Exercise objective: Please transcribe exactly, and only, the lines of the data below between the line holding "filename src/features/notify.rs" and the line holding "let content = MessageContent::from_config(config, message);", inclusive.

Saved data entries
- Opening Delimiter -

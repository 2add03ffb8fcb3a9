//! Threshold filtering and linear weight rescaling
//!
//! Boundary rule: an edge survives a threshold `t` iff `weight > t`.

use super::edge::EdgeRecord;

/// Keep the edges whose weight exceeds `threshold`, preserving order.
pub fn filter_by_threshold(edges: &[EdgeRecord], threshold: f64) -> Vec<EdgeRecord> {
    edges.iter().filter(|e| e.weight > threshold).cloned().collect()
}

/// `(min, max)` of the weights, or `None` for an empty slice
pub fn weight_range(edges: &[EdgeRecord]) -> Option<(f64, f64)> {
    value_range(edges.iter().map(|e| e.weight))
}

/// Replace each weight with `(k - 1) * (w - min) / (max - min)`, where
/// `min`/`max` are taken over `edges`.
///
/// When every weight is equal the result is all zeros.
pub fn rescale(edges: &[EdgeRecord], k: f64) -> Vec<EdgeRecord> {
    let weights: Vec<f64> = edges.iter().map(|e| e.weight).collect();
    edges
        .iter()
        .zip(rescale_values(&weights, k))
        .map(|(e, w)| e.with_weight(w))
        .collect()
}

/// Same linear map as [`rescale`] over plain values.
pub fn rescale_values(values: &[f64], k: f64) -> Vec<f64> {
    let Some((min, max)) = value_range(values.iter().copied()) else {
        return Vec::new();
    };

    let span = max - min;
    if span <= 0.0 {
        return vec![0.0; values.len()];
    }

    values.iter().map(|v| (v - min) / span * (k - 1.0)).collect()
}

/// Sorted distinct weights
pub fn distinct_weights(edges: &[EdgeRecord]) -> Vec<f64> {
    let mut weights: Vec<f64> = edges.iter().map(|e| e.weight).collect();
    weights.sort_by(f64::total_cmp);
    weights.dedup();
    weights
}

fn value_range(values: impl Iterator<Item = f64>) -> Option<(f64, f64)> {
    values.fold(None, |acc, v| match acc {
        None => Some((v, v)),
        Some((lo, hi)) => Some((lo.min(v), hi.max(v))),
    })
}
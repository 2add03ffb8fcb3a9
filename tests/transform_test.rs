use flavornet::data::{filter_by_threshold, rescale, weight_range, EdgeRecord};

fn pantry() -> Vec<EdgeRecord> {
    vec![
        EdgeRecord::new("garlic", "onion", 0.82),
        EdgeRecord::new("basil", "tomato", 0.64),
        EdgeRecord::new("garlic", "ginger", 0.31),
        EdgeRecord::new("soy", "ginger", 0.77),
        EdgeRecord::new("cumin", "coriander", 0.12),
        EdgeRecord::new("tomato", "onion", 0.64),
        EdgeRecord::new("butter", "flour", 0.05),
    ]
}

#[test]
fn test_filter_keeps_exactly_edges_above_threshold() {
    let edges = pantry();

    for threshold in [-1.0, 0.0, 0.05, 0.12, 0.3, 0.64, 0.77, 0.82, 1.0] {
        let filtered = filter_by_threshold(&edges, threshold);

        let expected: Vec<EdgeRecord> = edges.iter().filter(|e| e.weight > threshold).cloned().collect();
        assert_eq!(filtered, expected, "threshold {}", threshold);

        // Subsequence: indices in the original are strictly increasing
        let mut last = None;
        for e in &filtered {
            let idx = edges.iter().position(|o| o == e).unwrap();
            assert!(last.map_or(true, |l| idx > l));
            last = Some(idx);
        }
    }
}

#[test]
fn test_rescale_is_monotonic_and_bounded() {
    let filtered = filter_by_threshold(&pantry(), 0.1);

    for k in [4.0, 12.0, 20.0] {
        let rescaled = rescale(&filtered, k);
        assert_eq!(rescaled.len(), filtered.len());

        for (a, ra) in filtered.iter().zip(&rescaled) {
            assert!(ra.weight >= 0.0 && ra.weight <= k - 1.0);
            for (b, rb) in filtered.iter().zip(&rescaled) {
                if a.weight < b.weight {
                    assert!(ra.weight < rb.weight);
                }
            }
        }

        let (lo, hi) = weight_range(&rescaled).unwrap();
        assert_eq!(lo, 0.0);
        assert_eq!(hi, k - 1.0);
    }
}

#[test]
fn test_rescale_is_deterministic() {
    let filtered = filter_by_threshold(&pantry(), 0.3);
    assert_eq!(rescale(&filtered, 12.0), rescale(&filtered, 12.0));
}

#[test]
fn test_single_distinct_weight_rescales_to_zero() {
    let filtered = filter_by_threshold(&pantry(), 0.63);
    let filtered: Vec<EdgeRecord> = filtered.into_iter().filter(|e| e.weight == 0.64).collect();
    assert_eq!(filtered.len(), 2);

    let rescaled = rescale(&filtered, 4.0);
    assert!(rescaled.iter().all(|e| e.weight == 0.0));
}

#[test]
fn test_threshold_above_everything_is_empty() {
    let filtered = filter_by_threshold(&pantry(), 0.82);
    assert!(filtered.is_empty());
    assert!(rescale(&filtered, 4.0).is_empty());
}

#[test]
fn test_filter_and_rescale_three_edges() {
    let edges = vec![
        EdgeRecord::new("a", "b", 0.1),
        EdgeRecord::new("a", "c", 0.5),
        EdgeRecord::new("b", "c", 0.9),
    ];
    let filtered = filter_by_threshold(&edges, 0.3);
    assert_eq!(filtered, vec![EdgeRecord::new("a", "c", 0.5), EdgeRecord::new("b", "c", 0.9)]);
    assert_eq!(
        rescale(&filtered, 4.0),
        vec![EdgeRecord::new("a", "c", 0.0), EdgeRecord::new("b", "c", 3.0)]
    );
}
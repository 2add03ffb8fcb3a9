//! Figure payloads
//!
//! A [`Figure`] is a `{data, layout}` pair serialized in the JSON shape
//! plotly.js accepts, so the browser can pass it straight to
//! `Plotly.react`.

pub mod layout;
pub mod trace;

pub use layout::{Axis, FigureLayout, Font, Geo, Projection, Title};
pub use trace::{BarTrace, ChoroplethTrace, ColorBar, Line, Marker, ScatterTrace, Trace, Values};

use serde::Serialize;

/// Drawable traces plus layout metadata
#[derive(Debug, Clone, PartialEq, Serialize)]
pub struct Figure {
    pub data: Vec<Trace>,
    pub layout: FigureLayout,
}

impl Figure {
    pub fn new(layout: FigureLayout) -> Self {
        Self {
            data: Vec::new(),
            layout,
        }
    }

    pub fn push(&mut self, trace: Trace) {
        self.data.push(trace);
    }

    pub fn is_empty(&self) -> bool {
        self.data.is_empty()
    }
}
//! HTTP handlers for the Dashboard API

use axum::{
    extract::{Query, State},
    http::StatusCode,
    response::{IntoResponse, Response},
    Json,
};
use crate::config::RenderConfig;
use crate::dashboard::{controls, render, validate_rescale_max, DataContext, Selection};
use crate::data::{filter_by_threshold, rescale, weight_range};
use crate::error::DashboardError;
use serde::Deserialize;
use serde_json::json;
use std::sync::Arc;
use tracing::warn;

/// Loaded data and render settings, shared by every request
pub struct AppState {
    pub ctx: DataContext,
    pub render: RenderConfig,
}

impl AppState {
    fn default_threshold(&self) -> f64 {
        weight_range(&self.ctx.edges).map(|(min, _)| min).unwrap_or(0.0)
    }
}

/// Query parameters for figure recomputation.
///
/// Numbers arrive as strings so a malformed value gets a JSON error body.
#[derive(Debug, Deserialize)]
pub struct FigureParams {
    pub threshold: Option<String>,
    pub ingredient: Option<String>,
}

/// Query parameters for the edge listing
#[derive(Debug, Deserialize)]
pub struct EdgeParams {
    pub threshold: Option<String>,
    pub k: Option<String>,
}

fn parse_number(name: &str, raw: Option<&str>, default: f64) -> Result<f64, DashboardError> {
    match raw.map(str::trim) {
        None | Some("") => Ok(default),
        Some(value) => value.parse().map_err(|_| DashboardError::InvalidParameter {
            name: name.to_string(),
            value: value.to_string(),
        }),
    }
}

fn bad_request(err: DashboardError) -> Response {
    warn!("Rejected request: {}", err);
    (StatusCode::BAD_REQUEST, Json(json!({ "error": err.to_string() }))).into_response()
}

/// Handler for figure recomputation
pub async fn figures_handler(
    State(state): State<Arc<AppState>>,
    Query(params): Query<FigureParams>,
) -> Response {
    let selection = parse_number("threshold", params.threshold.as_deref(), state.default_threshold())
        .and_then(|threshold| Selection::new(threshold, params.ingredient));
    match selection {
        Ok(selection) => Json(render(&selection, &state.ctx, &state.render)).into_response(),
        Err(e) => bad_request(e),
    }
}

/// Handler for the filtered and rescaled edge set
pub async fn edges_handler(
    State(state): State<Arc<AppState>>,
    Query(params): Query<EdgeParams>,
) -> Response {
    let selection = match parse_number("threshold", params.threshold.as_deref(), state.default_threshold())
        .and_then(|threshold| Selection::new(threshold, None))
    {
        Ok(s) => s,
        Err(e) => return bad_request(e),
    };
    let k = match parse_number("k", params.k.as_deref(), state.render.rescale_max).and_then(validate_rescale_max) {
        Ok(k) => k,
        Err(e) => return bad_request(e),
    };

    let filtered = filter_by_threshold(&state.ctx.edges, selection.threshold());
    Json(json!({
        "threshold": selection.threshold(),
        "k": k,
        "edges": filtered,
        "rescaled": rescale(&filtered, k),
    }))
    .into_response()
}

/// Handler for slider and dropdown descriptors
pub async fn controls_handler(State(state): State<Arc<AppState>>) -> impl IntoResponse {
    Json(controls(&state.ctx))
}

/// Handler for system status
pub async fn status_handler(State(state): State<Arc<AppState>>) -> impl IntoResponse {
    let controls = controls(&state.ctx);
    Json(json!({
        "status": "healthy",
        "version": crate::VERSION,
        "data": {
            "edges": state.ctx.edges.len(),
            "ingredients": controls.ingredients.len(),
            "cuisines": state.ctx.cuisines.as_ref().map(|m| m.row_count()),
            "regions": state.ctx.regions.as_ref().map(|m| m.row_count()),
        }
    }))
}
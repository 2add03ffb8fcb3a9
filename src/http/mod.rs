//! HTTP surface for the dashboard
//!
//! Serves the embedded page and the JSON endpoints it polls.

pub mod handler;
pub mod server;

pub use handler::AppState;
pub use server::{build_router, HttpServer};
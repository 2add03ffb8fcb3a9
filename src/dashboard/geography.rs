//! Choropleth of the selected ingredient's usage by country

use crate::config::RenderConfig;
use crate::data::OccurrenceMatrix;
use crate::figure::{ChoroplethTrace, ColorBar, Figure, FigureLayout, Geo, Trace};

pub fn geography_figure(regions: &OccurrenceMatrix, selected: Option<&str>, config: &RenderConfig) -> Figure {
    let layout = FigureLayout {
        geo: Some(Geo::default()),
        ..FigureLayout::default()
    };

    let Some((name, values)) = selected.and_then(|name| regions.column(name).map(|v| (name, v))) else {
        return Figure::new(layout.with_title("Select an ingredient to see where it is used"));
    };

    let mut figure = Figure::new(layout.with_title(format!("Use of {name} by country")));
    figure.push(Trace::Choropleth(ChoroplethTrace {
        locations: regions.keys.clone(),
        z: values.to_vec(),
        text: (0..regions.row_count()).map(|i| regions.label(i).to_string()).collect(),
        colorscale: config.colorscale.clone(),
        colorbar: Some(ColorBar {
            title: name.to_string(),
        }),
    }));
    figure
}
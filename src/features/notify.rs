use std::path::Path;

use tracing::info;

use crate::core::config::NotifyConfig;
use crate::core::models::{DispatchMode, SendOutputs};
use crate::errors::SlackError;
use crate::features::outputs::write_outputs;
use crate::mentions::{UserMapping, prepend_slack_mention};
use crate::slack::{MessageContent, MessageSender, build_attachment};

/// Run one notification: validate the dispatch, add the mention, send,
/// then persist the resulting identifiers.
///
/// # Errors
///
/// Returns `SlackError::ConfigError` before any network call when the
/// dispatch settings conflict, and propagates send and persist failures.
pub async fn notify(
    config: &NotifyConfig,
    sender: &dyn MessageSender,
    mapping: Option<&dyn UserMapping>,
) -> Result<SendOutputs, SlackError> {
    let mode = DispatchMode::from_config(config)?;

    let message = prepend_slack_mention(config, mapping).await;
    let content = MessageContent::from_config(config, message);
    let attachment = build_attachment(&content);

    info!(channel = %config.channel, mode = ?mode, "Sending Slack message");
    let result = sender.send(&config.channel, &attachment, &mode).await?;

    let outputs = SendOutputs::from_send(&result, config.thread_ts.as_deref());
    info!(
        channel_id = %outputs.channel_id,
        message_ts = %outputs.message_ts,
        thread_ts = %outputs.thread_ts,
        "Slack message sent"
    );

    match config.output_dir.as_deref() {
        Some(dir) => write_outputs(Path::new(dir), &outputs)?,
        None => info!("SLACK_OUTPUT_DIR not set, skipping output files"),
    }

    Ok(outputs)
}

- Closing Delimiter -

Expected answer:
filename src/features/notify.rs
use std::path::Path;

use tracing::info;

use crate::core::config::NotifyConfig;
use crate::core::models::{DispatchMode, SendOutputs};
use crate::errors::SlackError;
use crate::features::outputs::write_outputs;
use crate::mentions::{UserMapping, prepend_slack_mention};
use crate::slack::{MessageContent, MessageSender, build_attachment};

/// Run one notification: validate the dispatch, add the mention, send,
/// then persist the resulting identifiers.
///
/// # Errors
///
/// Returns `SlackError::ConfigError` before any network call when the
/// dispatch settings conflict, and propagates send and persist failures.
pub async fn notify(
    config: &NotifyConfig,
    sender: &dyn MessageSender,
    mapping: Option<&dyn UserMapping>,
) -> Result<SendOutputs, SlackError> {
    let mode = DispatchMode::from_config(config)?;

    let message = prepend_slack_mention(config, mapping).await;
    let content = MessageContent::from_config(config, message);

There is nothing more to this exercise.